In 2007, Crippen & Landru released a new anthology of Macdonald's Lew Archer short stories, collected together in one volume for the first time. Titled The Archer Files, The Complete Short Stories of Lew Archer, Private Investigator Including Newly Discovered Case Notes, the volume includes previously published stories and several never-before-published fragments of unfinished Macdonald stories—case notes, so to speak, from the files of Lew Archer.
Novelist William Goldman declared the Archer canon as "the finest series of detective novels ever written by an American," and John Leonard of The New York Times stated Macdonald had transcended the genre to become "a major American novelist." His works have inspired countless mystery writers since, such as Sue Grafton, who even set her novels in the same Santa Barbara locale Macdonald had done (although both used the fictional name Santa Teresa for the town).
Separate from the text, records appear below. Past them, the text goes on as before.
//! Tool selection and the per-gesture interaction state.

use crate::config::EngineConfig;
use crate::elements::{ElementId, FontFamily, SerializableColor, ShapeKind};
use serde::{Deserialize, Serialize};

/// Available tools.
#[derive(Debug, Clone, Copy, PartialEq, Eq, Hash, Serialize, Deserialize, Default)]
#[serde(rename_all = "snake_case")]
pub enum ToolKind {
    #[default]
    Pen,
    Rectangle,
    Ellipse,
    Line,
    Arrow,
    Eraser,
    /// Single-pointer drags move the view instead of drawing.
    Pan,
}

impl ToolKind {
    /// The shape this tool draws, if it is a shape tool.
    pub fn shape_kind(self) -> Option<ShapeKind> {
        match self {
            ToolKind::Rectangle => Some(ShapeKind::Rectangle),
            ToolKind::Ellipse => Some(ShapeKind::Ellipse),
            ToolKind::Line => Some(ShapeKind::Line),
            ToolKind::Arrow => Some(ShapeKind::Arrow),
            ToolKind::Pen | ToolKind::Eraser | ToolKind::Pan => None,
        }
    }

    /// Whether pointer drags with this tool mutate the element store.
    pub fn draws(self) -> bool {
        !matches!(self, ToolKind::Pan)
    }
}

/// State of the interaction state machine.
///
/// At most one element is under construction at a time. Erasing never
/// creates an element, so it has its own state.
#[derive(Debug, Clone, Copy, PartialEq, Eq, Default)]
pub enum GestureState {
    /// Waiting for a gesture.
    #[default]
    Idle,
    /// An element is being drawn.
    Active(ElementId),
    /// An erase drag is in progress.
    Erasing,
}

impl GestureState {
    pub fn is_idle(&self) -> bool {
        matches!(self, GestureState::Idle)
    }

    /// The element under construction, if any.
    pub fn active_element(&self) -> Option<ElementId> {
        match self {
            GestureState::Active(id) => Some(*id),
            _ => None,
        }
    }
}

/// Manages the current tool and the style applied to new elements.
#[derive(Debug, Clone, PartialEq)]
pub struct ToolManager {
    /// Currently selected tool.
    pub current_tool: ToolKind,
    /// Color for new strokes, shapes and text.
    pub color: SerializableColor,
    /// Width for new strokes and shapes.
    pub width: f64,
    /// Eraser radius in canvas units.
    pub eraser_radius: f64,
    /// Font size for new text.
    pub font_size: f64,
    /// Font family for new text.
    pub font_family: FontFamily,
}

impl Default for ToolManager {
    fn default() -> Self {
        Self::from_config(&EngineConfig::default())
    }
}

impl ToolManager {
    /// Create a new tool manager.
    pub fn new() -> Self {
        Self::default()
    }

    pub fn from_config(config: &EngineConfig) -> Self {
        Self {
            current_tool: ToolKind::default(),
            color: config.default_color,
            width: config.default_width,
            eraser_radius: config.eraser_radius,
            font_size: config.default_font_size,
            font_family: FontFamily::default(),
        }
    }

    /// Set the current tool.
    pub fn set_tool(&mut self, tool: ToolKind) {
        self.current_tool = tool;
    }

    pub fn set_color(&mut self, color: SerializableColor) {
        self.color = color;
    }

    /// Set the stroke width. Non-positive widths are ignored.
    pub fn set_width(&mut self, width: f64) {
        if width > 0.0 && width.is_finite() {
            self.width = width;
        }
    }
}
On a January Magazine tribute page via Jeff Pierce, you'll many fun anecdotes about Macdonald and his influence, such as the following from Michael Connelly: "I came to him late. The first book of his I read was The Blue Hammer. Of course, it was a joy to realize when I was finished that I had a wealth of Lew Archer stories to go back and read. And I did. This was about the time I was thinking that I wanted to write for a living and Macdonald's books showed me the possibility that crime novels could be art. I still remember in the opening pages of The Blue Hammer how he described a woman's body as having been kept trim by tennis and anger. I read that and knew I was on to something. I was home."
Thanks for giving a shout-out to this great collection!
Posted by: Art Taylor | January 15, 2022 at 07:56 AM
I was captivated the first time I read one of Macdonald's Lew Archer stories, and I'm just happy Crippen & Landru released this collection! Kudos to them for the publication, for sure.